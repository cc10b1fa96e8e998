//! Demo viewer: joins a host, optionally says hello, and logs what arrives.
//!
//! ```text
//! cargo run --example viewer -- 127.0.0.1:55555 --chat "hello"
//! ```

use argh::FromArgs;
use remwin::client::Client;
use remwin::{compress, ConnectionEvent};
use tracing::info;

#[derive(FromArgs)]
/// Connect to a sharing host and log the session traffic.
struct Args {
    /// host:port of the sharing server
    #[argh(positional)]
    addr: String,

    /// chat message to send after joining
    #[argh(option)]
    chat: Option<String>,
}

#[tokio::main]
async fn main() -> remwin::Result<()> {
    tracing_subscriber::fmt::init();
    let args: Args = argh::from_env();

    let mut client = Client::connect(args.addr.as_str()).await?;
    client.wait_joined().await?;
    info!(host = %client.peer_addr(), "session joined");

    if let Some(text) = &args.chat {
        client.send_chat_message(text).await?;
    }

    while let Some(event) = client.next_event().await {
        match event {
            ConnectionEvent::WindowCaptureReceived(blob) => {
                let jpeg = compress::decompress(&blob)?;
                info!(
                    compressed = blob.len(),
                    decoded = jpeg.len(),
                    "capture received"
                );
            }
            ConnectionEvent::ChatMessageReceived(text) => info!(%text, "chat received"),
            ConnectionEvent::SessionStateChanged(state) => info!(?state, "session state"),
            ConnectionEvent::Disconnected => break,
            other => info!(?other, "event"),
        }
    }

    info!("host went away, exiting");
    Ok(())
}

*-*-*

**Exercise aim**
Return every line from the material that contains the word "await".

**Result below**
    let mut client = Client::connect(args.addr.as_str()).await?;
    client.wait_joined().await?;
        client.send_chat_message(text).await?;
    while let Some(event) = client.next_event().await {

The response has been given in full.